ASSIGNMENT: Retype all of the data without changing a single word.
══ EXTRACTED RECORDS
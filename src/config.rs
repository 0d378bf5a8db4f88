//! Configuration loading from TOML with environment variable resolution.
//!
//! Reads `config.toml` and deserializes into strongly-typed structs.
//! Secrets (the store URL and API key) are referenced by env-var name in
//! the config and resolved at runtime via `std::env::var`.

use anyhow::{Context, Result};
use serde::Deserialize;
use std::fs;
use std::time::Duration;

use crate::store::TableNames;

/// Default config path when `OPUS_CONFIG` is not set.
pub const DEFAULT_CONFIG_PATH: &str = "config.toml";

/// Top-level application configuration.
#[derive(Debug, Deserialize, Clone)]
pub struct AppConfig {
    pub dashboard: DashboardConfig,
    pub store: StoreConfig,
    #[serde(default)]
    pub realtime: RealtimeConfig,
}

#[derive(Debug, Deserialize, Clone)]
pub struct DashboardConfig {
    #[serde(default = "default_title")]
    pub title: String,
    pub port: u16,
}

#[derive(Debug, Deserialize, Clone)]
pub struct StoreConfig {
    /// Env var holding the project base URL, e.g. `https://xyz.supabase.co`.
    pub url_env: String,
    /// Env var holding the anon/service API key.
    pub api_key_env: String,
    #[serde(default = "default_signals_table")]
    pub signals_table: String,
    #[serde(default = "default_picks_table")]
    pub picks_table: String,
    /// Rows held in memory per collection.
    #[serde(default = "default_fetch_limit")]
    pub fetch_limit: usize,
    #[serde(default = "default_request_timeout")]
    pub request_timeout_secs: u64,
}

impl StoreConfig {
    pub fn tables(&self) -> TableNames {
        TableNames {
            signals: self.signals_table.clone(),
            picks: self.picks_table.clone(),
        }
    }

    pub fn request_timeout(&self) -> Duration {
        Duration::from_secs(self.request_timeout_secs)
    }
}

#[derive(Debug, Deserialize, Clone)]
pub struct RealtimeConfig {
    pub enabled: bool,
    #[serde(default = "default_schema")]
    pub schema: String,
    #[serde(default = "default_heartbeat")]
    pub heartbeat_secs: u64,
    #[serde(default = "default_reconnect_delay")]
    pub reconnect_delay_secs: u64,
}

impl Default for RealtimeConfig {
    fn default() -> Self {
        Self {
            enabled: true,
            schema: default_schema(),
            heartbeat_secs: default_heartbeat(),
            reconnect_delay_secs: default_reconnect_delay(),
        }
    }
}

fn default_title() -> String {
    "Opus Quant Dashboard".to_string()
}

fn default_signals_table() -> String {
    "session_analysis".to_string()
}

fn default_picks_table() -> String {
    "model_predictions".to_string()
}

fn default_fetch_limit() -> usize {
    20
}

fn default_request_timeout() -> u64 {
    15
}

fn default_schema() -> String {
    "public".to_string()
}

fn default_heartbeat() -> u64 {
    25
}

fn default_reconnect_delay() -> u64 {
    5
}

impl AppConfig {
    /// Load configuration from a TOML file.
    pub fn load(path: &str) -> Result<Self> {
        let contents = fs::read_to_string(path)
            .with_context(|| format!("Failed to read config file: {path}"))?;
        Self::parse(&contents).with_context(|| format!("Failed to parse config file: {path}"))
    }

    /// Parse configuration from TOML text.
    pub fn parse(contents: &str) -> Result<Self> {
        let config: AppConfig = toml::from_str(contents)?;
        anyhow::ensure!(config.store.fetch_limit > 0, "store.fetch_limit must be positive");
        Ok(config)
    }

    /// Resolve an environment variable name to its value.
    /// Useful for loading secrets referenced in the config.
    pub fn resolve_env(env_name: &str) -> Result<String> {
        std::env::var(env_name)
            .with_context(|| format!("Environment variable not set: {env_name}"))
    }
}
════
COMPLETED TASK:
filename src/config.rs
repository 0d378bf5a8db4f88
//! Configuration loading from TOML with environment variable resolution.
//!
//! Reads `config.toml` and deserializes into strongly-typed structs.
//! Secrets (the store URL and API key) are referenced by env-var name in
//! the config and resolved at runtime via `std::env::var`.

use anyhow::{Context, Result};
use serde::Deserialize;
use std::fs;
use std::time::Duration;

use crate::store::TableNames;

/// Default config path when `OPUS_CONFIG` is not set.
pub const DEFAULT_CONFIG_PATH: &str = "config.toml";

/// Top-level application configuration.
#[derive(Debug, Deserialize, Clone)]
pub struct AppConfig {
    pub dashboard: DashboardConfig,
    pub store: StoreConfig,
    #[serde(default)]
    pub realtime: RealtimeConfig,
}

#[derive(Debug, Deserialize, Clone)]
pub struct DashboardConfig {
    #[serde(default = "default_title")]
    pub title: String,
    pub port: u16,
}

#[derive(Debug, Deserialize, Clone)]
pub struct StoreConfig {
    /// Env var holding the project base URL, e.g. `https://xyz.supabase.co`.
    pub url_env: String,
    /// Env var holding the anon/service API key.
    pub api_key_env: String,
    #[serde(default = "default_signals_table")]
    pub signals_table: String,
    #[serde(default = "default_picks_table")]
    pub picks_table: String,
    /// Rows held in memory per collection.
    #[serde(default = "default_fetch_limit")]
    pub fetch_limit: usize,
    #[serde(default = "default_request_timeout")]
    pub request_timeout_secs: u64,
}

impl StoreConfig {
    pub fn tables(&self) -> TableNames {
        TableNames {
            signals: self.signals_table.clone(),
            picks: self.picks_table.clone(),
        }
    }

    pub fn request_timeout(&self) -> Duration {
        Duration::from_secs(self.request_timeout_secs)
    }
}

#[derive(Debug, Deserialize, Clone)]
pub struct RealtimeConfig {
    pub enabled: bool,
    #[serde(default = "default_schema")]
    pub schema: String,
    #[serde(default = "default_heartbeat")]
    pub heartbeat_secs: u64,
    #[serde(default = "default_reconnect_delay")]
    pub reconnect_delay_secs: u64,
}

impl Default for RealtimeConfig {
    fn default() -> Self {
        Self {
            enabled: true,
            schema: default_schema(),
            heartbeat_secs: default_heartbeat(),
            reconnect_delay_secs: default_reconnect_delay(),
        }
    }
}

fn default_title() -> String {
    "Opus Quant Dashboard".to_string()
}

fn default_signals_table() -> String {
    "session_analysis".to_string()
}

fn default_picks_table() -> String {
    "model_predictions".to_string()
}

fn default_fetch_limit() -> usize {
    20
}

fn default_request_timeout() -> u64 {
    15
}

fn default_schema() -> String {
    "public".to_string()
}

fn default_heartbeat() -> u64 {
    25
}

fn default_reconnect_delay() -> u64 {
    5
}

impl AppConfig {
    /// Load configuration from a TOML file.
    pub fn load(path: &str) -> Result<Self> {
        let contents = fs::read_to_string(path)
            .with_context(|| format!("Failed to read config file: {path}"))?;
        Self::parse(&contents).with_context(|| format!("Failed to parse config file: {path}"))
    }

    /// Parse configuration from TOML text.
    pub fn parse(contents: &str) -> Result<Self> {
        let config: AppConfig = toml::from_str(contents)?;
        anyhow::ensure!(config.store.fetch_limit > 0, "store.fetch_limit must be positive");
        Ok(config)
    }

    /// Resolve an environment variable name to its value.
    /// Useful for loading secrets referenced in the config.
    pub fn resolve_env(env_name: &str) -> Result<String> {
        std::env::var(env_name)
            .with_context(|| format!("Environment variable not set: {env_name}"))
    }
}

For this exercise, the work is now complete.